High aerobic glycolysis of rat hepatoma cells in culture: Role of mitochondrial hexokinase

Abstract

A tumorigenic anchorage-dependent cell line (H-91) was established in culture from an azo-dye-induced rat ascites hepatoma. When grown in a glucose-containing medium the cells exhibit high rates of lactic acid production characteristic of rapidly growing tumor cells. When glucose is replaced with galactose the cells grow equally well but exhibit only moderately elevated rates of lactic acid production. The molecular basis for this observation cannot be attributed to differences in permeability because initial rates of glucose and galactose entry into hepatoma cells are identical.

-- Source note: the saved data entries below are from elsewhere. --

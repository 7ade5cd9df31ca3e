//! 0-10 frames
//!
//! ```text
//! +-------+------+------+----------+-------+---------+---------+
//! | flags | type | size | reserved | track | channel | payload |
//! |  u8   |  u8  | u16  |    u8    |  u8   |   u16   |         |
//! +-------+------+------+----------+-------+---------+---------+
//! ```
//!
//! `size` counts the eight byte header as well as the payload.

use bytes::{Buf, BufMut, Bytes, BytesMut};
use tokio_util::codec::{Decoder, Encoder};

use super::Error;

/// Size of the fixed frame header
pub const HEADER_SIZE: usize = 8;

/// First frame of a segment
pub const FIRST_FRAME: u8 = 0x02;
/// Last frame of a segment
pub const LAST_FRAME: u8 = 0x01;
/// First segment of an event
pub const FIRST_SEG: u8 = 0x08;
/// Last segment of an event
pub const LAST_SEG: u8 = 0x04;

/// Track used by controls
pub const TRACK_CONTROL: u8 = 0;
/// Track used by commands and their content
pub const TRACK_COMMAND: u8 = 1;

/// Kind of segment a frame belongs to
#[derive(Debug, Clone, Copy, PartialEq, Eq, Hash)]
pub enum SegmentType {
    /// Connection and session controls
    Control = 0,
    /// Commands
    Command = 1,
    /// Content header
    Header = 2,
    /// Content body
    Body = 3,
}

impl TryFrom<u8> for SegmentType {
    type Error = u8;

    fn try_from(value: u8) -> Result<Self, Self::Error> {
        let val = match value {
            0 => Self::Control,
            1 => Self::Command,
            2 => Self::Header,
            3 => Self::Body,
            _ => return Err(value),
        };
        Ok(val)
    }
}

/// A single 0-10 frame
#[derive(Debug, Clone, PartialEq)]
pub struct Frame {
    /// `FIRST_FRAME`, `LAST_FRAME`, `FIRST_SEG` and `LAST_SEG` bits
    pub flags: u8,

    /// Segment type
    pub segment_type: SegmentType,

    /// Track marker
    pub track: u8,

    /// Channel
    pub channel: u16,

    /// Payload
    pub payload: Bytes,
}

impl Frame {
    /// Value of the size field: payload plus header
    pub fn size(&self) -> usize {
        self.payload.len() + HEADER_SIZE
    }

    /// Whether this frame starts a segment
    pub fn is_first_frame(&self) -> bool {
        self.flags & FIRST_FRAME != 0
    }

    /// Whether this frame ends a segment
    pub fn is_last_frame(&self) -> bool {
        self.flags & LAST_FRAME != 0
    }

    /// Whether this frame belongs to the first segment of an event
    pub fn is_first_segment(&self) -> bool {
        self.flags & FIRST_SEG != 0
    }

    /// Whether this frame belongs to the last segment of an event
    pub fn is_last_segment(&self) -> bool {
        self.flags & LAST_SEG != 0
    }
}

/// Encoder and decoder of individual frames
#[derive(Debug, Clone)]
pub struct FrameCodec {
    max_frame_size: usize,
}

impl FrameCodec {
    /// Creates a codec that rejects frames larger than `max_frame_size`
    pub fn new(max_frame_size: usize) -> Self {
        Self { max_frame_size }
    }

    /// Applies a newly negotiated max frame size
    pub fn set_max_frame_size(&mut self, max_frame_size: usize) {
        self.max_frame_size = max_frame_size;
    }
}

impl Encoder<Frame> for FrameCodec {
    type Error = Error;

    fn encode(&mut self, item: Frame, dst: &mut BytesMut) -> Result<(), Self::Error> {
        let size = item.size();
        if size > u16::MAX as usize {
            return Err(Error::MaxFrameSizeExceeded {
                size,
                max: u16::MAX as usize,
            });
        }
        dst.reserve(size);
        dst.put_u8(item.flags);
        dst.put_u8(item.segment_type as u8);
        dst.put_u16(size as u16);
        dst.put_u8(0);
        dst.put_u8(item.track);
        dst.put_u16(item.channel);
        dst.put_slice(&item.payload);
        Ok(())
    }
}

impl Decoder for FrameCodec {
    type Item = Frame;
    type Error = Error;

    fn decode(&mut self, src: &mut BytesMut) -> Result<Option<Self::Item>, Self::Error> {
        if src.len() < HEADER_SIZE {
            return Ok(None);
        }
        let size = u16::from_be_bytes([src[2], src[3]]) as usize;
        if size < HEADER_SIZE {
            return Err(Error::framing(format!(
                "frame size {} is smaller than the header",
                size
            )));
        }
        if size > self.max_frame_size {
            return Err(Error::MaxFrameSizeExceeded {
                size,
                max: self.max_frame_size,
            });
        }
        if src.len() < size {
            src.reserve(size - src.len());
            return Ok(None);
        }

        let mut raw = src.split_to(size);
        let flags = raw.get_u8();
        let segment_type = SegmentType::try_from(raw.get_u8())
            .map_err(|t| Error::framing(format!("unknown segment type {}", t)))?;
        let _size = raw.get_u16();
        let _reserved = raw.get_u8();
        let track = raw.get_u8();
        let channel = raw.get_u16();

        Ok(Some(Frame {
            flags,
            segment_type,
            track,
            channel,
            payload: raw.freeze(),
        }))
    }
}

#[cfg(test)]
mod tests {
    use bytes::{Bytes, BytesMut};
    use tokio_util::codec::{Decoder, Encoder};

    use super::*;

    #[test]
    fn header_layout() {
        let frame = Frame {
            flags: FIRST_SEG | LAST_SEG | FIRST_FRAME | LAST_FRAME,
            segment_type: SegmentType::Command,
            track: TRACK_COMMAND,
            channel: 0x0102,
            payload: Bytes::from_static(b"abc"),
        };
        let mut buf = BytesMut::new();
        FrameCodec::new(1024).encode(frame.clone(), &mut buf).unwrap();
        assert_eq!(
            &buf[..],
            &[0x0f, 1, 0, 11, 0, 1, 0x01, 0x02, b'a', b'b', b'c']
        );

        let decoded = FrameCodec::new(1024).decode(&mut buf).unwrap();
        assert_eq!(decoded, Some(frame));
    }

    #[test]
    fn size_below_header_is_rejected() {
        let mut src = BytesMut::from(&[0x03u8, 0, 0, 4, 0, 0, 0, 0][..]);
        assert!(matches!(
            FrameCodec::new(1024).decode(&mut src),
            Err(Error::FramingError(_))
        ));
    }

    #[test]
    fn partial_frame_waits_for_more_bytes() {
        let mut src = BytesMut::from(&[0x03u8, 1, 0, 12, 0, 1, 0, 0, b'a'][..]);
        assert_eq!(FrameCodec::new(1024).decode(&mut src).unwrap(), None);
        assert_eq!(src.len(), 9);
    }
}
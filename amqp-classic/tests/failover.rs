use std::sync::{
    atomic::{AtomicUsize, Ordering},
    Arc,
};

use std::time::Duration;

use amqp_classic::{
    framing::{BasicProperties, Method, MethodKind},
    AcknowledgeMode, ConnectionListener, ConsumerOptions, Error, FailoverStatus, ProtocolVersion,
    SessionOptions,
};
use parking_lot::Mutex;
use tokio::sync::oneshot;

mod common;

use common::{eventually, settings, Handshake, ScriptedConnector};

fn forced_close() -> Method {
    Method::ConnectionClose {
        reply_code: 320,
        reply_text: "CONNECTION_FORCED".into(),
        class_id: 0,
        method_id: 0,
    }
}

#[derive(Default, Clone)]
struct Recorder {
    veto: bool,
    pre_failover: Arc<AtomicUsize>,
    completed: Arc<AtomicUsize>,
}

impl ConnectionListener for Recorder {
    fn pre_failover(&self, _redirect: bool) -> bool {
        self.pre_failover.fetch_add(1, Ordering::SeqCst);
        !self.veto
    }

    fn failover_complete(&self) {
        self.completed.fetch_add(1, Ordering::SeqCst);
    }
}

#[tokio::test]
async fn forced_close_fails_over_and_retries_declare() {
    let connector = ScriptedConnector::default();
    connector.script("a", |mut broker| async move {
        broker.handshake(&Handshake::default()).await;
        broker.serve_until(MethodKind::QueueDeclare).await;
        broker.send(0, forced_close()).await;
        broker.expect(MethodKind::ConnectionCloseOk).await;
    });
    connector.script("a", |mut broker| async move {
        broker.handshake(&Handshake::default()).await;
        let before = broker.received.len();
        let declare = broker.serve_until(MethodKind::QueueDeclare).await;
        assert_eq!(declare.channel, 1);
        broker.answer(&declare).await;
        broker.serve().await;

        let kinds = broker.received_kinds();
        assert_eq!(
            kinds[before..before + 3],
            [
                MethodKind::ChannelOpen,
                MethodKind::BasicQos,
                MethodKind::QueueDeclare
            ]
        );
    });

    let connection = connector.factory().open(settings(&["a"])).await.unwrap();
    let recorder = Recorder::default();
    connection.add_connection_listener(recorder.clone());

    let session = connection
        .create_session(SessionOptions::new(AcknowledgeMode::Client))
        .await
        .unwrap();
    let declared = session
        .declare_queue("orders", Default::default())
        .await
        .unwrap();
    assert_eq!(declared.queue, "orders");

    assert_eq!(connector.attempts(), ["a", "a"]);
    assert!(matches!(
        connection.failover_status(),
        FailoverStatus::Connected
    ));
    assert_eq!(recorder.pre_failover.load(Ordering::SeqCst), 1);
    assert_eq!(recorder.completed.load(Ordering::SeqCst), 1);

    connection.close().await.unwrap();
    connector.join_brokers().await;
}
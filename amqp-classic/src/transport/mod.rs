//! Byte stream transport
//!
//! [`Transport`] wraps a `Framed` stream with the version specific
//! [`WireCodec`] and an optional idle timeout. Items fed into the sink are
//! only written out when the sink is flushed.

use std::{task::Poll, time::Duration};

use futures_util::{Future, Sink, Stream};
use pin_project_lite::pin_project;
use tokio::io::{AsyncRead, AsyncWrite};
use tokio_util::codec::Framed;

use crate::{framing::Item, util::IdleTimeout};

mod codec;
pub mod connector;
mod error;

pub use codec::{SegmentCodec, WireCodec};
pub use connector::{Connector, TcpConnector};
pub use error::Error;

pin_project! {
    /// Framed transport with idle timeout detection
    #[derive(Debug)]
    pub struct Transport<Io> {
        #[pin]
        framed: Framed<Io, WireCodec>,
        idle_timeout: Option<IdleTimeout>,
    }
}

impl<Io> Transport<Io>
where
    Io: AsyncRead + AsyncWrite + Unpin,
{
    /// Binds the codec to the byte stream
    pub fn bind(io: Io, codec: WireCodec, idle_timeout: Option<Duration>) -> Self {
        let framed = Framed::new(io, codec);
        let idle_timeout = match idle_timeout {
            Some(duration) => match duration.is_zero() {
                true => None,
                false => Some(IdleTimeout::new(duration)),
            },
            None => None,
        };

        Self {
            framed,
            idle_timeout,
        }
    }

    /// Applies a newly negotiated max frame size
    pub fn set_max_frame_size(&mut self, max_frame_size: u32) -> Result<&mut Self, Error> {
        self.framed.codec_mut().set_max_frame_size(max_frame_size)?;
        Ok(self)
    }

    /// Sets or clears the idle timeout. A zero duration disables it.
    pub fn set_idle_timeout(&mut self, duration: Option<Duration>) -> &mut Self {
        self.idle_timeout = match duration {
            Some(d) if !d.is_zero() => Some(IdleTimeout::new(d)),
            _ => None,
        };
        self
    }
}

impl<Io> Sink<Item> for Transport<Io>
where
    Io: AsyncWrite + Unpin,
{
    type Error = Error;

    fn poll_ready(
        self: std::pin::Pin<&mut Self>,
        cx: &mut std::task::Context<'_>,
    ) -> Poll<Result<(), Self::Error>> {
        let this = self.project();
        this.framed.poll_ready(cx).map_err(Into::into)
    }

    fn start_send(self: std::pin::Pin<&mut Self>, item: Item) -> Result<(), Self::Error> {
        let this = self.project();
        this.framed.start_send(item).map_err(Into::into)
    }

    fn poll_flush(
        self: std::pin::Pin<&mut Self>,
        cx: &mut std::task::Context<'_>,
    ) -> Poll<Result<(), Self::Error>> {
        let this = self.project();
        this.framed.poll_flush(cx).map_err(Into::into)
    }

    fn poll_close(
        self: std::pin::Pin<&mut Self>,
        cx: &mut std::task::Context<'_>,
    ) -> Poll<Result<(), Self::Error>> {
        let this = self.project();
        this.framed.poll_close(cx).map_err(Into::into)
    }
}

impl<Io> Stream for Transport<Io>
where
    Io: AsyncRead + Unpin,
{
    type Item = Result<Item, Error>;

    fn poll_next(
        self: std::pin::Pin<&mut Self>,
        cx: &mut std::task::Context<'_>,
    ) -> Poll<Option<Self::Item>> {
        let this = self.project();

        match this.framed.poll_next(cx) {
            Poll::Ready(next) => {
                if let Some(delay) = this.idle_timeout.as_mut() {
                    delay.reset();
                }
                Poll::Ready(next.map(|result| result.map_err(Into::into)))
            }
            Poll::Pending => {
                if let Some(delay) = this.idle_timeout.as_mut() {
                    if let Poll::Ready(()) = std::pin::Pin::new(delay).poll(cx) {
                        return Poll::Ready(Some(Err(Error::IdleTimeout)));
                    }
                }
                Poll::Pending
            }
        }
    }
}

#[cfg(test)]
mod tests {
    use std::time::Duration;

    use futures_util::{SinkExt, StreamExt};
    use tokio_test::io::Builder;

    use super::{Error, Transport, WireCodec};
    use crate::framing::{Item, Method, ProtocolEvent, ProtocolVersion};

    #[tokio::test]
    async fn header_is_written_verbatim() {
        let mock = Builder::new().write(b"AMQP\x00\x00\x09\x01").build();
        let codec = WireCodec::for_version(ProtocolVersion::V0_9_1, 4096).unwrap();
        let mut transport = Transport::bind(mock, codec, None);
        let header = ProtocolVersion::V0_9_1.header();
        transport.send(Item::ProtocolHeader(header)).await.unwrap();
    }

    #[tokio::test]
    async fn fed_items_are_written_on_flush() {
        let mock = Builder::new()
            .write(&[1, 0, 1, 0, 0, 0, 4, 0, 90, 0, 20, 0xCE, 8, 0, 0, 0, 0, 0, 0, 0xCE])
            .build();
        let codec = WireCodec::for_version(ProtocolVersion::V0_9_1, 4096).unwrap();
        let mut transport = Transport::bind(mock, codec, None);
        transport
            .feed(Item::Event(ProtocolEvent::new(1, Method::TxCommit)))
            .await
            .unwrap();
        transport.feed(Item::Heartbeat).await.unwrap();
        transport.flush().await.unwrap();
    }

    #[tokio::test]
    async fn incoming_method_is_decoded() {
        let mock = Builder::new()
            .read(&[1, 0, 0, 0, 0, 0, 4, 0, 10, 0, 51, 0xCE])
            .build();
        let codec = WireCodec::for_version(ProtocolVersion::V0_9_1, 4096).unwrap();
        let mut transport = Transport::bind(mock, codec, None);
        let item = transport.next().await.unwrap().unwrap();
        assert_eq!(
            item,
            Item::Event(ProtocolEvent::new(0, Method::ConnectionCloseOk))
        );
    }

    #[tokio::test(start_paused = true)]
    async fn silence_trips_the_idle_timeout() {
        let mock = Builder::new().wait(Duration::from_secs(10)).build();
        let codec = WireCodec::for_version(ProtocolVersion::V0_9_1, 4096).unwrap();
        let mut transport = Transport::bind(mock, codec, Some(Duration::from_secs(2)));
        let outcome = transport.next().await;
        assert!(matches!(outcome, Some(Err(Error::IdleTimeout))));
    }
}
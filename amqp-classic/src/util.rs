//! Common utilities

use futures_util::Future;
use std::{pin::Pin, task::Poll, time::Duration};
use tokio::time::Instant;
use tokio::time::Sleep;

#[derive(Debug, Clone, Copy, PartialEq, Eq)]
pub(crate) enum Running {
    Continue,
    Stop,
}

/// Fires once no traffic has been observed for `duration`
#[derive(Debug)]
pub(crate) struct IdleTimeout {
    delay: Pin<Box<Sleep>>,
    duration: Duration,
}

impl IdleTimeout {
    pub fn new(duration: Duration) -> Self {
        let delay = Box::pin(tokio::time::sleep(duration));
        Self { delay, duration }
    }

    pub fn reset(&mut self) {
        let now = Instant::now();
        let next = now + self.duration;
        self.delay.as_mut().reset(next);
    }
}

impl Future for IdleTimeout {
    type Output = ();

    fn poll(mut self: Pin<&mut Self>, cx: &mut std::task::Context<'_>) -> Poll<Self::Output> {
        self.delay.as_mut().poll(cx)
    }
}
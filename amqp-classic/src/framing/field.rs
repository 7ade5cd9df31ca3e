//! Primitive types and field tables

use std::collections::BTreeMap;

use bytes::{Buf, BufMut, Bytes, BytesMut};

use super::Error;

/// A field table. Keys are kept sorted so encoding is deterministic.
pub type FieldTable = BTreeMap<String, FieldValue>;

/// Value stored in a [`FieldTable`]
#[derive(Debug, Clone, PartialEq)]
pub enum FieldValue {
    /// `t`
    Boolean(bool),
    /// `b`
    ShortShortInt(i8),
    /// `s`
    ShortInt(i16),
    /// `I`
    LongInt(i32),
    /// `l`
    LongLongInt(i64),
    /// `f`
    Float(f32),
    /// `d`
    Double(f64),
    /// `D`
    Decimal {
        /// Number of decimal digits
        scale: u8,
        /// Unscaled value
        value: u32,
    },
    /// `S`
    LongString(String),
    /// `x`
    Bytes(Bytes),
    /// `A`
    Array(Vec<FieldValue>),
    /// `T`
    Timestamp(u64),
    /// `F`
    Table(FieldTable),
    /// `V`
    Void,
}

impl From<&str> for FieldValue {
    fn from(value: &str) -> Self {
        Self::LongString(value.to_string())
    }
}

impl From<String> for FieldValue {
    fn from(value: String) -> Self {
        Self::LongString(value)
    }
}

impl From<bool> for FieldValue {
    fn from(value: bool) -> Self {
        Self::Boolean(value)
    }
}

impl From<i32> for FieldValue {
    fn from(value: i32) -> Self {
        Self::LongInt(value)
    }
}

impl From<i64> for FieldValue {
    fn from(value: i64) -> Self {
        Self::LongLongInt(value)
    }
}

impl From<FieldTable> for FieldValue {
    fn from(value: FieldTable) -> Self {
        Self::Table(value)
    }
}

fn ensure(src: &Bytes, len: usize) -> Result<(), Error> {
    if src.remaining() < len {
        return Err(Error::decode(format!(
            "expected {} more bytes, found {}",
            len,
            src.remaining()
        )));
    }
    Ok(())
}

/* --------------------------------- Reading -------------------------------- */

pub(crate) fn read_u8(src: &mut Bytes) -> Result<u8, Error> {
    ensure(src, 1)?;
    Ok(src.get_u8())
}

pub(crate) fn read_u16(src: &mut Bytes) -> Result<u16, Error> {
    ensure(src, 2)?;
    Ok(src.get_u16())
}

pub(crate) fn read_u32(src: &mut Bytes) -> Result<u32, Error> {
    ensure(src, 4)?;
    Ok(src.get_u32())
}

pub(crate) fn read_u64(src: &mut Bytes) -> Result<u64, Error> {
    ensure(src, 8)?;
    Ok(src.get_u64())
}

pub(crate) fn read_short_str(src: &mut Bytes) -> Result<String, Error> {
    let len = read_u8(src)? as usize;
    ensure(src, len)?;
    let raw = src.split_to(len);
    String::from_utf8(raw.to_vec()).map_err(|e| Error::decode(e.to_string()))
}

pub(crate) fn read_long_bytes(src: &mut Bytes) -> Result<Bytes, Error> {
    let len = read_u32(src)? as usize;
    ensure(src, len)?;
    Ok(src.split_to(len))
}

pub(crate) fn read_long_str(src: &mut Bytes) -> Result<String, Error> {
    let raw = read_long_bytes(src)?;
    String::from_utf8(raw.to_vec()).map_err(|e| Error::decode(e.to_string()))
}

pub(crate) fn read_table(src: &mut Bytes) -> Result<FieldTable, Error> {
    let mut table_src = read_long_bytes(src)?;
    let mut table = FieldTable::new();
    while table_src.has_remaining() {
        let key = read_short_str(&mut table_src)?;
        let value = read_field_value(&mut table_src)?;
        table.insert(key, value);
    }
    Ok(table)
}

fn read_array(src: &mut Bytes) -> Result<Vec<FieldValue>, Error> {
    let mut array_src = read_long_bytes(src)?;
    let mut values = Vec::new();
    while array_src.has_remaining() {
        values.push(read_field_value(&mut array_src)?);
    }
    Ok(values)
}

fn read_field_value(src: &mut Bytes) -> Result<FieldValue, Error> {
    let tag = read_u8(src)?;
    let value = match tag {
        b't' => FieldValue::Boolean(read_u8(src)? != 0),
        b'b' => FieldValue::ShortShortInt(read_u8(src)? as i8),
        b's' => FieldValue::ShortInt(read_u16(src)? as i16),
        b'I' => FieldValue::LongInt(read_u32(src)? as i32),
        b'l' => FieldValue::LongLongInt(read_u64(src)? as i64),
        b'f' => FieldValue::Float(f32::from_bits(read_u32(src)?)),
        b'd' => FieldValue::Double(f64::from_bits(read_u64(src)?)),
        b'D' => {
            let scale = read_u8(src)?;
            let value = read_u32(src)?;
            FieldValue::Decimal { scale, value }
        }
        b'S' => FieldValue::LongString(read_long_str(src)?),
        b'x' => FieldValue::Bytes(read_long_bytes(src)?),
        b'A' => FieldValue::Array(read_array(src)?),
        b'T' => FieldValue::Timestamp(read_u64(src)?),
        b'F' => FieldValue::Table(read_table(src)?),
        b'V' => FieldValue::Void,
        other => {
            return Err(Error::decode(format!(
                "unknown field type {:?}",
                other as char
            )))
        }
    };
    Ok(value)
}

/* --------------------------------- Writing -------------------------------- */

pub(crate) fn write_short_str(dst: &mut BytesMut, value: &str) -> Result<(), Error> {
    let len = u8::try_from(value.len())
        .map_err(|_| Error::EncodeError(format!("short string of {} bytes", value.len())))?;
    dst.put_u8(len);
    dst.put_slice(value.as_bytes());
    Ok(())
}

pub(crate) fn write_long_bytes(dst: &mut BytesMut, value: &[u8]) -> Result<(), Error> {
    let len = u32::try_from(value.len())
        .map_err(|_| Error::EncodeError(format!("long string of {} bytes", value.len())))?;
    dst.put_u32(len);
    dst.put_slice(value);
    Ok(())
}

pub(crate) fn write_table(dst: &mut BytesMut, table: &FieldTable) -> Result<(), Error> {
    let mut buf = BytesMut::new();
    for (key, value) in table {
        write_short_str(&mut buf, key)?;
        write_field_value(&mut buf, value)?;
    }
    write_long_bytes(dst, &buf)
}

fn write_field_value(dst: &mut BytesMut, value: &FieldValue) -> Result<(), Error> {
    match value {
        FieldValue::Boolean(v) => {
            dst.put_u8(b't');
            dst.put_u8(*v as u8);
        }
        FieldValue::ShortShortInt(v) => {
            dst.put_u8(b'b');
            dst.put_i8(*v);
        }
        FieldValue::ShortInt(v) => {
            dst.put_u8(b's');
            dst.put_i16(*v);
        }
        FieldValue::LongInt(v) => {
            dst.put_u8(b'I');
            dst.put_i32(*v);
        }
        FieldValue::LongLongInt(v) => {
            dst.put_u8(b'l');
            dst.put_i64(*v);
        }
        FieldValue::Float(v) => {
            dst.put_u8(b'f');
            dst.put_f32(*v);
        }
        FieldValue::Double(v) => {
            dst.put_u8(b'd');
            dst.put_f64(*v);
        }
        FieldValue::Decimal { scale, value } => {
            dst.put_u8(b'D');
            dst.put_u8(*scale);
            dst.put_u32(*value);
        }
        FieldValue::LongString(v) => {
            dst.put_u8(b'S');
            write_long_bytes(dst, v.as_bytes())?;
        }
        FieldValue::Bytes(v) => {
            dst.put_u8(b'x');
            write_long_bytes(dst, v)?;
        }
        FieldValue::Array(values) => {
            dst.put_u8(b'A');
            let mut buf = BytesMut::new();
            for v in values {
                write_field_value(&mut buf, v)?;
            }
            write_long_bytes(dst, &buf)?;
        }
        FieldValue::Timestamp(v) => {
            dst.put_u8(b'T');
            dst.put_u64(*v);
        }
        FieldValue::Table(table) => {
            dst.put_u8(b'F');
            write_table(dst, table)?;
        }
        FieldValue::Void => dst.put_u8(b'V'),
    }
    Ok(())
}

/// Packs consecutive bit arguments into one octet, first bit lowest
pub(crate) fn pack_bits(bits: &[bool]) -> u8 {
    bits.iter()
        .enumerate()
        .fold(0u8, |acc, (i, bit)| acc | ((*bit as u8) << i))
}

pub(crate) fn bit(octet: u8, index: u8) -> bool {
    octet & (1 << index) != 0
}

#[cfg(test)]
mod tests {
    use bytes::{Bytes, BytesMut};

    use super::*;

    #[test]
    fn table_with_nested_values_survives_the_wire() {
        let mut nested = FieldTable::new();
        nested.insert("publisher_confirms".into(), FieldValue::Boolean(true));

        let mut table = FieldTable::new();
        table.insert("capabilities".into(), FieldValue::Table(nested));
        table.insert("product".into(), "amqp-classic".into());
        table.insert(
            "ports".into(),
            FieldValue::Array(vec![FieldValue::LongInt(5672), FieldValue::Void]),
        );
        table.insert("weight".into(), FieldValue::Double(0.5));

        let mut buf = BytesMut::new();
        write_table(&mut buf, &table).unwrap();
        let mut src = buf.freeze();
        let decoded = read_table(&mut src).unwrap();
        assert_eq!(decoded, table);
        assert!(src.is_empty());
    }

    #[test]
    fn truncated_short_string_is_a_decode_error() {
        let mut src = Bytes::from_static(&[5, b'a', b'b']);
        assert!(matches!(read_short_str(&mut src), Err(Error::DecodeError(_))));
    }

    #[test]
    fn overlong_short_string_is_rejected() {
        let long = "x".repeat(256);
        let mut buf = BytesMut::new();
        assert!(matches!(
            write_short_str(&mut buf, &long),
            Err(Error::EncodeError(_))
        ));
    }

    #[test]
    fn bits_pack_lowest_first() {
        let octet = pack_bits(&[true, false, true]);
        assert_eq!(octet, 0b101);
        assert!(bit(octet, 0));
        assert!(!bit(octet, 1));
        assert!(bit(octet, 2));
    }
}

Rather, the activity of hexokinase (ATP:D-hexose 6-phosphotransferase, EC 2.7.1.1) is high in hepatoma cells, about 20-fold higher than that of control and regenerating rat liver. Tumor hexokinase activity is not inhibited by low concentrations (< 0.6 mM) of the reaction product glucose-6-phosphate. Additionally, 50% of the hexokinase activity of hepatoma cells is associated with the mitochondrial fraction. This fraction is 3-fold enriched in hexokinase activity relative to the homogenate and 4-fold enriched relative to the nuclear and postmitochondrial fractions. Tumor mitochondrial hexokinase appears to be coupled directly to oxidative phosphorylation, because addition of glucose to respiring hepatoma mitochondria (after a burst of ATP synthesis) results in stimulation of respiration. Glucose has no effect on the respiration of mitochondria from control and regenerating liver. The high glycolytic capacity of H-91 hepatoma cells is due, at least in part, to an elevated form of hexokinase concentrated in the mitochondrial fraction of the cell.